As impairment is the more relevant concern for employers, one could argue that examining the effect of testing on marijuana use is somewhat misguided. Cross-sectional data also limit the strength of our conclusions with respect to the underlying structural relationships between drug testing and drug use: To the extent that the negative relationship in the cross-section between testing and use survives these controls, this increases support for the hypothesis that the differentials are true testing effects.

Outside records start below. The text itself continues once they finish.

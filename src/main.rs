use anyhow::{Context, Result};
use clap::{Parser, ValueEnum};
use log::info;

use grid_traffic::simulation::{compose, Layout, PortLayout, SimConfig, SpawnConfig, UnitConfig};

#[derive(Clone, Copy, ValueEnum)]
enum LayoutArg {
    /// One crossroad with its four approach and four exit lines
    Single,
    /// Four crossroads in a 2x2 mesh
    Grid2,
    /// Sixteen crossroads in a 4x4 mesh
    Grid4,
}

impl From<LayoutArg> for Layout {
    fn from(arg: LayoutArg) -> Self {
        match arg {
            LayoutArg::Single => Layout::Single,
            LayoutArg::Grid2 => Layout::Grid2x2,
            LayoutArg::Grid4 => Layout::Grid4x4,
        }
    }
}

#[derive(Parser)]
#[command(name = "grid_traffic")]
#[command(about = "Cellular automaton traffic simulation on signal-controlled crossroads")]
struct Cli {
    /// Network topology to build
    #[arg(long, value_enum, default_value = "single")]
    layout: LayoutArg,

    /// Number of simulation ticks to run
    #[arg(long, default_value = "1000")]
    ticks: u64,

    /// Cells per approach and exit line
    #[arg(long, default_value = "10")]
    length: usize,

    /// Red phase duration in ticks
    #[arg(long, default_value = "5")]
    red: u32,

    /// Green phase duration in ticks
    #[arg(long, default_value = "5")]
    green: u32,

    /// Light phase offset applied to every unit
    #[arg(long, default_value = "0")]
    offset: u32,

    /// Lanes per crossroad side
    #[arg(long, default_value = "1")]
    lanes: usize,

    /// Probability that a generator attempts a spawn each tick
    #[arg(long, default_value = "0.5")]
    spawn_probability: f64,

    /// Use a fixed straight-through route instead of random walks
    #[arg(long)]
    fixed_route: bool,

    /// Enable the randomised yield rule on one-lane crossroads
    #[arg(long)]
    alternate_yield: bool,

    /// Reroute vehicles blocked this many ticks inside a crossroad
    #[arg(long)]
    reroute_after: Option<u32>,

    /// Seed for a reproducible run
    #[arg(long)]
    seed: Option<u64>,

    /// Log a summary every this many ticks
    #[arg(long, default_value = "100")]
    report_every: u64,
}

fn main() -> Result<()> {
    env_logger::Builder::from_env(env_logger::Env::default().default_filter_or("info")).init();
    let cli = Cli::parse();
    run_headless(&cli)
}

/// Run the simulation and log aggregate statistics
fn run_headless(cli: &Cli) -> Result<()> {
    let layout: Layout = cli.layout.into();

    let spawn = SpawnConfig {
        probability: cli.spawn_probability,
        random_walk: !cli.fixed_route,
        route: vec![0],
        ..SpawnConfig::default()
    };
    let unit = UnitConfig {
        length: cli.length,
        red: cli.red,
        green: cli.green,
        layout: PortLayout::uniform(cli.lanes),
        alternate_yield: cli.alternate_yield,
        spawn: Some(spawn),
    };
    let sim = SimConfig {
        seed: cli.seed,
        reroute_after: cli.reroute_after,
        ..SimConfig::default()
    };
    let offsets = vec![cli.offset; layout.unit_count()];

    let mut composition =
        compose(layout, sim, &unit, &offsets).context("Failed to build the road network")?;
    let network = &mut composition.network;

    info!("Running traffic simulation in headless mode...");
    info!("Ticks: {}, units: {}", cli.ticks, layout.unit_count());

    let report_every = cli.report_every.max(1);
    for tick in 1..=cli.ticks {
        let stats = network
            .tick()
            .with_context(|| format!("Simulation failed at tick {}", tick))?;
        if tick % report_every == 0 {
            info!(
                "--- After tick {} --- cars: {}, moved: {:.1}, speed: {:.3}",
                tick,
                stats.cars,
                stats.moved,
                stats.speed()
            );
        }
    }

    let spawned = network.spawned();
    let completed = network.completed();
    let history = network.stats();
    let mean_speed = if history.is_empty() {
        0.0
    } else {
        history.iter().map(|s| s.speed()).sum::<f32>() / history.len() as f32
    };

    info!("=== SIMULATION COMPLETE ===");
    info!("Total ticks: {}", network.tick_count());
    info!("Total cars spawned: {}", spawned);
    info!("Total cars completed: {}", completed);
    info!("Active cars: {}", network.live_cars());
    info!("Total segments: {}", network.segments().count());
    info!("Mean speed: {:.3}", mean_speed);
    info!(
        "Success rate: {:.1}%",
        if spawned > 0 {
            (completed as f32 / spawned as f32) * 100.0
        } else {
            0.0
        }
    );
    Ok(())
}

Our approach cannot prove, however, that drug testing causes a reduction in use. That is, are any benefits with respect to increased productivity, decreased accidents, etc. Given that these costs have risen substantially in recent years—now representing a nontrivial expense for employers—the answer to this question is not obvious.
Such a calculation would also require an estimate of the additional job search costs imposed on various types of workers with different preferences regarding drug use and workplace drug testing policy.
Given that the current paper cannot pinpoint causality directly, these questions—while important—are beyond our scope. Despite these limitations, this paper has advanced the previous literature by providing a more comprehensive analysis of workplace drug testing and worker substance use.Random Drug Test at Work
Overall, the results are most consistent with a deterrent effect of workplace drug testing on worker drug use that cannot be easily explained away by omitted variables about firms or workers, or by selection and sorting stories. We estimate that respondents subject to workplace drug testing are about 0. Future work might use these estimates in combination with evidence on the association between drug testing and productivity to provide new insight on underlying structural relationships between substance use and workplace outcomes.
All errors are those of the author. We focus on — because these are the only years to provide data on penalty severity, and sample sizes in these years were increased such that at least households per state were sampled. There were some substantive changes that accompanied the name change inincluding the provision of a monetary incentive to respondents.